WORK TO BE COMPLETED
Once the line containing "MatchStage::Ingredients(p) => doc!" is found in the entries below, reproduce it and every line after it, stopping at and including the line containing "pub fn stages(&self)"; reproduce nothing else, and keep each line exact.

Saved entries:

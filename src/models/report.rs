use mongodb::bson::{doc, oid::ObjectId, Document};
use regex::Regex;
use serde::{Deserialize, Serialize};

use super::{Recipe, RecipeResponse};

/// Query string of GET /recipes/report
#[derive(Debug, Clone, Default, Deserialize, utoipa::IntoParams)]
#[serde(rename_all = "camelCase")]
#[into_params(parameter_in = Query)]
pub struct ReportQuery {
    /// Restrict to recipes created by this user id
    pub created_by: Option<String>,
    /// Case-insensitive pattern matched against the recipe name
    pub name: Option<String>,
    /// Case-insensitive pattern matched against any ingredient
    pub ingredients: Option<String>,
}

#[derive(Debug, Serialize, utoipa::ToSchema)]
#[serde(rename_all = "camelCase")]
pub struct ReportResponse {
    pub total_recipes: usize,
    pub recipes: Vec<RecipeResponse>,
}

/// Case-insensitive pattern, kept in source form for the aggregation pipeline
#[derive(Debug, Clone)]
pub struct Pattern {
    source: String,
    regex: Regex,
}

impl Pattern {
    pub fn new(source: String, regex: Regex) -> Self {
        Pattern { source, regex }
    }

    pub fn is_match(&self, text: &str) -> bool {
        self.regex.is_match(text)
    }

    fn to_bson(&self) -> Document {
        doc! { "$regex": self.source.as_str(), "$options": "i" }
    }
}

/// One `$match` stage of the report pipeline
#[derive(Debug, Clone)]
pub enum MatchStage {
    All,
    CreatedBy(ObjectId),
    Name(Pattern),
    Ingredients(Pattern),
}

impl MatchStage {
    pub fn to_document(&self) -> Document {
        match self {
            MatchStage::All => doc! { "$match": {} },
            MatchStage::CreatedBy(id) => doc! { "$match": { "createdBy": *id } },
            MatchStage::Name(p) => doc! { "$match": { "name": p.to_bson() } },
            MatchStage::Ingredients(p) => doc! { "$match": { "ingredients": p.to_bson() } },
        }
    }

    pub fn matches(&self, recipe: &Recipe) -> bool {
        match self {
            MatchStage::All => true,
            MatchStage::CreatedBy(id) => recipe.created_by == *id,
            MatchStage::Name(p) => p.is_match(&recipe.name),
            // a regex on an array field matches when any element matches
            MatchStage::Ingredients(p) => recipe.ingredients.iter().any(|i| p.is_match(i)),
        }
    }
}

/// Ordered filter pipeline; stages are combined with logical AND.
#[derive(Debug, Clone)]
pub struct RecipeFilter {
    stages: Vec<MatchStage>,
}

impl RecipeFilter {
    /// An empty stage list becomes a single match-everything stage.
    pub fn new(stages: Vec<MatchStage>) -> Self {
        if stages.is_empty() {
            RecipeFilter { stages: vec![MatchStage::All] }
        } else {
            RecipeFilter { stages }
        }
    }

    pub fn stages(&self) -> &[MatchStage] {
        &self.stages
    }

    pub fn pipeline(&self) -> Vec<Document> {
        self.stages.iter().map(MatchStage::to_document).collect()
    }

    pub fn matches(&self, recipe: &Recipe) -> bool {
        self.stages.iter().all(|stage| stage.matches(recipe))
    }
}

ANSWER SECTION
            MatchStage::Ingredients(p) => doc! { "$match": { "ingredients": p.to_bson() } },
        }
    }

    pub fn matches(&self, recipe: &Recipe) -> bool {
        match self {
            MatchStage::All => true,
            MatchStage::CreatedBy(id) => recipe.created_by == *id,
            MatchStage::Name(p) => p.is_match(&recipe.name),
            // a regex on an array field matches when any element matches
            MatchStage::Ingredients(p) => recipe.ingredients.iter().any(|i| p.is_match(i)),
        }
    }
}

/// Ordered filter pipeline; stages are combined with logical AND.
#[derive(Debug, Clone)]
pub struct RecipeFilter {
    stages: Vec<MatchStage>,
}

impl RecipeFilter {
    /// An empty stage list becomes a single match-everything stage.
    pub fn new(stages: Vec<MatchStage>) -> Self {
        if stages.is_empty() {
            RecipeFilter { stages: vec![MatchStage::All] }
        } else {
            RecipeFilter { stages }
        }
    }

    pub fn stages(&self) -> &[MatchStage] {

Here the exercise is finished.